Problem details: In the listing below, find the line that contains "pub enum TaskState" and the line that contains "existed load unchanged.". Quote both and every line between them, exactly, and nothing more.

Source data:
***
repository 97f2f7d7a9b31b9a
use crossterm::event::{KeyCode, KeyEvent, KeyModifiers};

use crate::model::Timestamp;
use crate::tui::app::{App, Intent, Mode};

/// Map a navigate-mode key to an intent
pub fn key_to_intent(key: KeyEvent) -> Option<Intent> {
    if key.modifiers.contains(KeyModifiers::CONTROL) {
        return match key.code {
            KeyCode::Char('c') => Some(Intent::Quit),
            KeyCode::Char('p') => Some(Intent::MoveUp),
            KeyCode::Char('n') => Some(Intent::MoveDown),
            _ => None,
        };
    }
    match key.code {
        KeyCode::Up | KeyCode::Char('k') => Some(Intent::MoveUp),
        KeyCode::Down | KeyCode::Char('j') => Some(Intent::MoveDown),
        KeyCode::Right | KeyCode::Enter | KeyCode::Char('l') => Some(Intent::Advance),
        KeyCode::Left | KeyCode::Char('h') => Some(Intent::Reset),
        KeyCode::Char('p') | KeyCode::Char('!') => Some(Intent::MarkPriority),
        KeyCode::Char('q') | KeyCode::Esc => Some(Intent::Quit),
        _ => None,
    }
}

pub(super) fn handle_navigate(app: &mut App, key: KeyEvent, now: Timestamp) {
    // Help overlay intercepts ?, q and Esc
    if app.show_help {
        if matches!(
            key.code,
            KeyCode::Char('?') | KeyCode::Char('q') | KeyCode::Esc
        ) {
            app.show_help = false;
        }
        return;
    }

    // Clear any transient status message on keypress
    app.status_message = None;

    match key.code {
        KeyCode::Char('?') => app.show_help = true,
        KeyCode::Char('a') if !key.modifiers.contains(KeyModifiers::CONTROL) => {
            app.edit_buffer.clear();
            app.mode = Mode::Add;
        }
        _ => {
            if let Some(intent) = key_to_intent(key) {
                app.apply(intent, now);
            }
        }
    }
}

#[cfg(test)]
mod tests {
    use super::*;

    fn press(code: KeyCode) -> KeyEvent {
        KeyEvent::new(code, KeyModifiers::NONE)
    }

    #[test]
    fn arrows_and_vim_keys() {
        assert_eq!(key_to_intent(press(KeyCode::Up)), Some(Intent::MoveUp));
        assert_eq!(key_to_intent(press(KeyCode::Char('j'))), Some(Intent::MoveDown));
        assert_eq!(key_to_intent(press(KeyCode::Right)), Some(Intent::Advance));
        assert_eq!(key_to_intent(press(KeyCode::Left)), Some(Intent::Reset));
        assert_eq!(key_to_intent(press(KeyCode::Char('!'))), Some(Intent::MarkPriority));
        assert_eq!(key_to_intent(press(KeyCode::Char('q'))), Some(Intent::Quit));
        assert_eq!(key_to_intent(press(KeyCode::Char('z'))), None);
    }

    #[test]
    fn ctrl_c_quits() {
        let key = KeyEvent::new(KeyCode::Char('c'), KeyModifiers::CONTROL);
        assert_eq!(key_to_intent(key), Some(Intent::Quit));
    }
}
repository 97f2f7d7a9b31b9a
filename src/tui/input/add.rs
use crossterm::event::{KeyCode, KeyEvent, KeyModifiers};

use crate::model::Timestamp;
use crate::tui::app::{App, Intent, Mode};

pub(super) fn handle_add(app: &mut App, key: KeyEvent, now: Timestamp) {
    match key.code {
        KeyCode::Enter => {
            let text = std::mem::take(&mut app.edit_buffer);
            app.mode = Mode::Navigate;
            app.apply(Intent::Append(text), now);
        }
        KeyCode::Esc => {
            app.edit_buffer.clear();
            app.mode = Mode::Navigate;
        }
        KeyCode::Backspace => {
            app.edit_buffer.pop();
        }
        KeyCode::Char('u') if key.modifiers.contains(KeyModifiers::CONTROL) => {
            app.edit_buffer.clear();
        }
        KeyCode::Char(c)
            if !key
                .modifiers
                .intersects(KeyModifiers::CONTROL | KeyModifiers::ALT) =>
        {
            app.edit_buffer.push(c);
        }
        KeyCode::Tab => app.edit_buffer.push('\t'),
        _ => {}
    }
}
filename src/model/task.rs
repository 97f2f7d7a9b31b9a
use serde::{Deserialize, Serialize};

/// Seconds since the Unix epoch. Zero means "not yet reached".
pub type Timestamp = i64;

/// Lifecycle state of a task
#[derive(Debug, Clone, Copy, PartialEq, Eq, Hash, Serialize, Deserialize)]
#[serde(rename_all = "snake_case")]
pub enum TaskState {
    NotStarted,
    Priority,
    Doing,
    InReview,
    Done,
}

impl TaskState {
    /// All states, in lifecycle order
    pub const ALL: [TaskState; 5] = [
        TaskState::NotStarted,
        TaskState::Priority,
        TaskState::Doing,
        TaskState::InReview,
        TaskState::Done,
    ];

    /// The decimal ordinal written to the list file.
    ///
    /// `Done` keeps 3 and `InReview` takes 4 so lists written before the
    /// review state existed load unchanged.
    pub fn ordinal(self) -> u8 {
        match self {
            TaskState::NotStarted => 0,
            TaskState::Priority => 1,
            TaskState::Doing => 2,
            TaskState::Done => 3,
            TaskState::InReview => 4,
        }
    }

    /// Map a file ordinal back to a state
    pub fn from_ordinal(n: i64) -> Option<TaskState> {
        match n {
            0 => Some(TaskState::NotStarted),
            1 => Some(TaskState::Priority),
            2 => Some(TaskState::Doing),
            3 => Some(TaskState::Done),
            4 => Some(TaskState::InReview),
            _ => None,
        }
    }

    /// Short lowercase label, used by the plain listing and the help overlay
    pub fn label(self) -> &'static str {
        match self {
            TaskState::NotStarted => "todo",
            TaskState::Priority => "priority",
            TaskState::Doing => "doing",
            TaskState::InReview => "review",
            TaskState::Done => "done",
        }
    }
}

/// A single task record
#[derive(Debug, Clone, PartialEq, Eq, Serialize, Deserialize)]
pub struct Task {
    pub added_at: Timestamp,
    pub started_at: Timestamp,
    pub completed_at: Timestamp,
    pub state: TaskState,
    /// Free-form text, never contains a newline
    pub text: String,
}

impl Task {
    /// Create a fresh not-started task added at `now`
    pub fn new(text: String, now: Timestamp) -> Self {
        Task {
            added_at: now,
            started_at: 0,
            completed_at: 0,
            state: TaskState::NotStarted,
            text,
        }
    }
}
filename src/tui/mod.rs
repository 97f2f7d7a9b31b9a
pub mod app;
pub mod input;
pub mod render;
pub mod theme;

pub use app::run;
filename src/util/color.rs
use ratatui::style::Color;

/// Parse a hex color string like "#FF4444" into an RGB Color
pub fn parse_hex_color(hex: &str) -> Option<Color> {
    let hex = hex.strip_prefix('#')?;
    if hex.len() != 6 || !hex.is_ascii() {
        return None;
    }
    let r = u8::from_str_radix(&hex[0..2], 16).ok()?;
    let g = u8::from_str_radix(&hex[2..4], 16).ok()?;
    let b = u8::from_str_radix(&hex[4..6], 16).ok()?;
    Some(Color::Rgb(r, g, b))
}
***
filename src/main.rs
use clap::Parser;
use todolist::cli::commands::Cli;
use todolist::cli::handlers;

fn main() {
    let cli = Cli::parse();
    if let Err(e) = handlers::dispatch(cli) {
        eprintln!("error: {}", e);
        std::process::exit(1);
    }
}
***
Final answer:
pub enum TaskState {
    NotStarted,
    Priority,
    Doing,
    InReview,
    Done,
}

impl TaskState {
    /// All states, in lifecycle order
    pub const ALL: [TaskState; 5] = [
        TaskState::NotStarted,
        TaskState::Priority,
        TaskState::Doing,
        TaskState::InReview,
        TaskState::Done,
    ];

    /// The decimal ordinal written to the list file.
    ///
    /// `Done` keeps 3 and `InReview` takes 4 so lists written before the
    /// review state existed load unchanged.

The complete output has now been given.